• **BRIEF**: Copy out, word for word, the lines from the start of the data below through the line containing "Mission starts are", and no others.

**** EXERCISE MATERIAL

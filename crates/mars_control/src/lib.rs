//! Command sources that run the colony without an operator.

use std::collections::BTreeMap;

use mars_core::{
    AgentId, AgentState, Command, CommandEnvelope, CommandId, ContainerId, GameContent, GameState,
    Job, MarsTime, MissionKind, Placement, PrincipalId, Role, SettlementId, VehicleState,
};
use serde::{Deserialize, Serialize};

pub trait CommandSource {
    fn generate_commands(
        &mut self,
        state: &GameState,
        content: &GameContent,
        next_command_id: &mut u64,
    ) -> Vec<CommandEnvelope>;
}

/// Standing orders for every settlement:
/// 1. Give unassigned colonists the job the colony has fewest of.
/// 2. Start an emergency-supply run when a neighbour is short and this
///    settlement can spare the cargo.
/// 3. Otherwise start an exploration mission while unexplored sites remain.
///
/// A settlement with a mission out starts nothing. Mission starts are
/// attempted at most once per `mission_start_interval_millisols`.
#[derive(Debug, Clone, Default, Serialize, Deserialize)]
pub struct ColonyDirector {
    last_attempt: BTreeMap<SettlementId, MarsTime>,
}

const DIRECTOR_OWNER: &str = "principal_director";

/// Preference order when job counts tie.
const JOB_ROTATION: [Job; 4] = [Job::Engineer, Job::Technician, Job::Areologist, Job::Pilot];

/// Allocates a command ID and builds a `CommandEnvelope` due this pulse.
pub fn make_cmd(
    owner: &PrincipalId,
    pulse: u64,
    next_id: &mut u64,
    command: Command,
) -> CommandEnvelope {
    let cmd_id = CommandId(format!("cmd_{:06}", *next_id));
    *next_id += 1;
    CommandEnvelope {
        id: cmd_id,
        issued_by: owner.clone(),
        issued_pulse: pulse,
        execute_at_pulse: pulse,
        command,
    }
}

// ---------------------------------------------------------------------------
// Private helpers
// ---------------------------------------------------------------------------

fn is_active_person(agent: &AgentState) -> bool {
    agent.alive && agent.is_person()
}

/// Jobs for unassigned colonists, balancing the current head count.
fn job_commands(
    state: &GameState,
    owner: &PrincipalId,
    next_id: &mut u64,
) -> Vec<CommandEnvelope> {
    let mut counts: BTreeMap<usize, usize> = BTreeMap::new();
    for agent in state.agents.values().filter(|a| is_active_person(a)) {
        if let Some(slot) = JOB_ROTATION.iter().position(|j| *j == agent.job) {
            *counts.entry(slot).or_default() += 1;
        }
    }

    let mut unassigned: Vec<&AgentId> = state
        .agents
        .values()
        .filter(|a| is_active_person(a) && a.job == Job::Unassigned)
        .map(|a| &a.id)
        .collect();
    unassigned.sort();

    let mut commands = Vec::new();
    for agent_id in unassigned {
        let slot = (0..JOB_ROTATION.len())
            .min_by_key(|slot| (counts.get(slot).copied().unwrap_or(0), *slot))
            .unwrap_or(0);
        *counts.entry(slot).or_default() += 1;
        commands.push(make_cmd(
            owner,
            state.meta.pulse,
            next_id,
            Command::SetJob {
                agent_id: agent_id.clone(),
                job: JOB_ROTATION[slot],
            },
        ));
    }
    commands
}

/// Colonists at home, off duty and fit to leave, sorted commanders first.
fn free_crew<'a>(
    state: &'a GameState,
    content: &GameContent,
    settlement: &SettlementId,
) -> Vec<&'a AgentState> {
    let here = Placement::Settlement(settlement.clone());
    let mut crew: Vec<&AgentState> = state
        .agents
        .values()
        .filter(|a| {
            is_active_person(a)
                && &a.home == settlement
                && a.placement == here
                && a.mind.mission.is_none()
                && a.fit_for_eva(&content.constants)
        })
        .collect();
    crew.sort_by(|a, b| {
        (a.role != Role::Commander, &a.id).cmp(&(b.role != Role::Commander, &b.id))
    });
    crew
}

/// Best rover a mission from `settlement` could reserve right now.
fn ready_vehicle<'a>(state: &'a GameState, settlement: &SettlementId) -> Option<&'a VehicleState> {
    state
        .vehicles
        .values()
        .filter(|v| {
            v.parked_at.as_ref() == Some(settlement)
                && v.is_reservable()
                && !v.malfunctions.has_malfunction()
        })
        .max_by(|a, b| a.range_km.total_cmp(&b.range_km).then_with(|| b.id.cmp(&a.id)))
}

/// True when some settlement in range is short of an emergency resource
/// that `origin` holds enough of to send.
fn neighbour_in_need(
    state: &GameState,
    content: &GameContent,
    origin: &SettlementId,
    range_km: f64,
) -> bool {
    let Some(home) = state.settlements.get(origin) else {
        return false;
    };
    let max_km = range_km * content.constants.emergency_range_fraction;
    let home_stores = ContainerId::from(origin);
    state
        .settlements
        .values()
        .filter(|s| &s.id != origin && home.location.distance_km(&s.location) <= max_km)
        .any(|s| {
            let stores = ContainerId::from(&s.id);
            content.emergency_resources.iter().any(|def| {
                state.ledger.stored(&stores, &def.resource) < def.threshold_kg
                    && state.ledger.stored(&home_stores, &def.resource)
                        > def.reserve_at_origin_kg + def.required_kg
            })
        })
}

fn has_unexplored_sites(state: &GameState) -> bool {
    state
        .exploration_sites
        .iter()
        .any(|s| !s.explored && s.claimed_by.is_none())
}

fn mission_out(state: &GameState, settlement: &SettlementId) -> bool {
    state
        .missions
        .values()
        .any(|m| !m.is_done() && &m.origin == settlement)
}

// ---------------------------------------------------------------------------
// ColonyDirector
// ---------------------------------------------------------------------------

impl ColonyDirector {
    pub fn new() -> Self {
        Self::default()
    }

    fn due(&self, settlement: &SettlementId, now: MarsTime, interval: f64) -> bool {
        self.last_attempt
            .get(settlement)
            .is_none_or(|last| now.millisols_since(*last) >= interval)
    }

    fn mission_command(
        &mut self,
        state: &GameState,
        content: &GameContent,
        settlement: &SettlementId,
    ) -> Option<Command> {
        let now = state.meta.time;
        if mission_out(state, settlement)
            || !self.due(
                settlement,
                now,
                content.constants.mission_start_interval_millisols,
            )
        {
            return None;
        }
        let crew = free_crew(state, content, settlement);
        if crew.len() < content.constants.mission_min_members as usize {
            return None;
        }
        let vehicle = ready_vehicle(state, settlement)?;
        let kind = if neighbour_in_need(state, content, settlement, vehicle.range_km) {
            MissionKind::EmergencySupply
        } else if has_unexplored_sites(state) {
            MissionKind::Exploration
        } else {
            return None;
        };
        let initiator = crew.first()?.id.clone();

        self.last_attempt.insert(settlement.clone(), now);
        tracing::info!(settlement = %settlement, ?kind, initiator = %initiator, "director requests mission");
        Some(Command::StartMission { kind, initiator })
    }
}

impl CommandSource for ColonyDirector {
    fn generate_commands(
        &mut self,
        state: &GameState,
        content: &GameContent,
        next_command_id: &mut u64,
    ) -> Vec<CommandEnvelope> {
        let owner = PrincipalId(DIRECTOR_OWNER.to_string());
        let mut commands = job_commands(state, &owner, next_command_id);

        let mut settlements: Vec<&SettlementId> = state.settlements.keys().collect();
        settlements.sort();
        for settlement in settlements {
            if let Some(command) = self.mission_command(state, content, settlement) {
                commands.push(make_cmd(
                    &owner,
                    state.meta.pulse,
                    next_command_id,
                    command,
                ));
            }
        }
        commands
    }
}

#[cfg(test)]
mod tests {
    use super::*;
    use mars_core::test_fixtures::{
        add_settlement, base_content, base_state, person, robot, HOME, ROVER,
    };
    use mars_core::{Coordinates, Holder, MissionId, VehicleId};

    fn home() -> SettlementId {
        SettlementId(HOME.to_string())
    }

    fn starts(commands: &[CommandEnvelope]) -> Vec<(MissionKind, AgentId)> {
        commands
            .iter()
            .filter_map(|cmd| match &cmd.command {
                Command::StartMission { kind, initiator } => Some((*kind, initiator.clone())),
                _ => None,
            })
            .collect()
    }

    #[test]
    fn test_director_starts_exploration_led_by_commander() {
        let content = base_content();
        let state = base_state(&content);
        let mut director = ColonyDirector::new();
        let mut next_id = 0u64;
        let commands = director.generate_commands(&state, &content, &mut next_id);

        assert_eq!(
            starts(&commands),
            vec![(
                MissionKind::Exploration,
                AgentId("agent_0001".to_string())
            )]
        );
        assert_eq!(next_id, commands.len() as u64);
    }

    #[test]
    fn test_director_waits_out_the_start_interval() {
        let content = base_content();
        let mut state = base_state(&content);
        let mut director = ColonyDirector::new();
        let mut next_id = 0u64;
        assert_eq!(
            starts(&director.generate_commands(&state, &content, &mut next_id)).len(),
            1
        );

        // Refused or not, the next attempt waits.
        assert!(starts(&director.generate_commands(&state, &content, &mut next_id)).is_empty());
        state.meta.time = state
            .meta
            .time
            .plus(content.constants.mission_start_interval_millisols);
        assert_eq!(
            starts(&director.generate_commands(&state, &content, &mut next_id)).len(),
            1
        );
    }

    #[test]
    fn test_director_prefers_emergency_supply() {
        let content = base_content();
        let mut state = base_state(&content);
        add_settlement(
            &mut state,
            "settlement_0002",
            Coordinates::new(0.0, 1.0),
            &[("food", 10.0)],
        );
        let mut director = ColonyDirector::new();
        let mut next_id = 0u64;
        let commands = director.generate_commands(&state, &content, &mut next_id);
        assert_eq!(starts(&commands)[0].0, MissionKind::EmergencySupply);
    }

    #[test]
    fn test_director_idles_without_sites_or_rover() {
        let content = base_content();
        let mut state = base_state(&content);
        for site in &mut state.exploration_sites {
            site.explored = true;
        }
        let mut director = ColonyDirector::new();
        let mut next_id = 0u64;
        assert!(starts(&director.generate_commands(&state, &content, &mut next_id)).is_empty());

        let mut state = base_state(&content);
        state
            .vehicles
            .get_mut(&VehicleId(ROVER.to_string()))
            .unwrap()
            .maintenance = Some(Holder::Agent(AgentId("agent_0003".to_string())));
        let mut director = ColonyDirector::new();
        assert!(starts(&director.generate_commands(&state, &content, &mut next_id)).is_empty());
    }

    #[test]
    fn test_director_does_not_stack_missions() {
        let content = base_content();
        let mut state = base_state(&content);
        let mission = MissionId("mission_0000".to_string());
        state.missions.insert(
            mission.clone(),
            mars_core::MissionState::new(
                mission,
                MissionKind::Exploration,
                home(),
                AgentId("agent_0001".to_string()),
                state.meta.time,
                2,
            ),
        );
        let mut director = ColonyDirector::new();
        let mut next_id = 0u64;
        assert!(starts(&director.generate_commands(&state, &content, &mut next_id)).is_empty());
    }

    #[test]
    fn test_director_needs_enough_fit_crew() {
        let content = base_content();
        let mut state = base_state(&content);
        for id in ["agent_0002", "agent_0003"] {
            state
                .agents
                .get_mut(&AgentId(id.to_string()))
                .unwrap()
                .condition
                .as_mut()
                .unwrap()
                .fatigue = content.constants.max_eva_fatigue;
        }
        let mut director = ColonyDirector::new();
        let mut next_id = 0u64;
        assert!(starts(&director.generate_commands(&state, &content, &mut next_id)).is_empty());
    }

    #[test]
    fn test_director_fills_the_scarcest_job() {
        let content = base_content();
        let mut state = base_state(&content);
        let newcomer = person(
            &mut state,
            &content,
            &home(),
            "agent_0004",
            Job::Unassigned,
            Role::Crew,
        );
        robot(&mut state, "agent_9000");
        let mut director = ColonyDirector::new();
        let mut next_id = 0u64;
        let commands = director.generate_commands(&state, &content, &mut next_id);

        let jobs: Vec<(&AgentId, Job)> = commands
            .iter()
            .filter_map(|cmd| match &cmd.command {
                Command::SetJob { agent_id, job } => Some((agent_id, *job)),
                _ => None,
            })
            .collect();
        assert_eq!(jobs, vec![(&newcomer, Job::Technician)]);
    }

    #[test]
    fn test_command_ids_are_unique() {
        let content = base_content();
        let mut state = base_state(&content);
        for n in 4..=6 {
            person(
                &mut state,
                &content,
                &home(),
                &format!("agent_{n:04}"),
                Job::Unassigned,
                Role::Crew,
            );
        }
        let mut director = ColonyDirector::new();
        let mut next_id = 7u64;
        let commands = director.generate_commands(&state, &content, &mut next_id);
        assert_eq!(commands.len(), 4);
        let ids: Vec<&str> = commands.iter().map(|c| c.id.0.as_str()).collect();
        assert_eq!(ids, ["cmd_000007", "cmd_000008", "cmd_000009", "cmd_000010"]);
        assert!(commands
            .iter()
            .all(|c| c.issued_by.0 == DIRECTOR_OWNER && c.execute_at_pulse == 0));
    }
}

********

• **EXPECTED OUTPUT**:
filename crates/mars_control/src/lib.rs
//! Command sources that run the colony without an operator.

use std::collections::BTreeMap;

use mars_core::{
    AgentId, AgentState, Command, CommandEnvelope, CommandId, ContainerId, GameContent, GameState,
    Job, MarsTime, MissionKind, Placement, PrincipalId, Role, SettlementId, VehicleState,
};
use serde::{Deserialize, Serialize};

pub trait CommandSource {
    fn generate_commands(
        &mut self,
        state: &GameState,
        content: &GameContent,
        next_command_id: &mut u64,
    ) -> Vec<CommandEnvelope>;
}

/// Standing orders for every settlement:
/// 1. Give unassigned colonists the job the colony has fewest of.
/// 2. Start an emergency-supply run when a neighbour is short and this
///    settlement can spare the cargo.
/// 3. Otherwise start an exploration mission while unexplored sites remain.
///
/// A settlement with a mission out starts nothing. Mission starts are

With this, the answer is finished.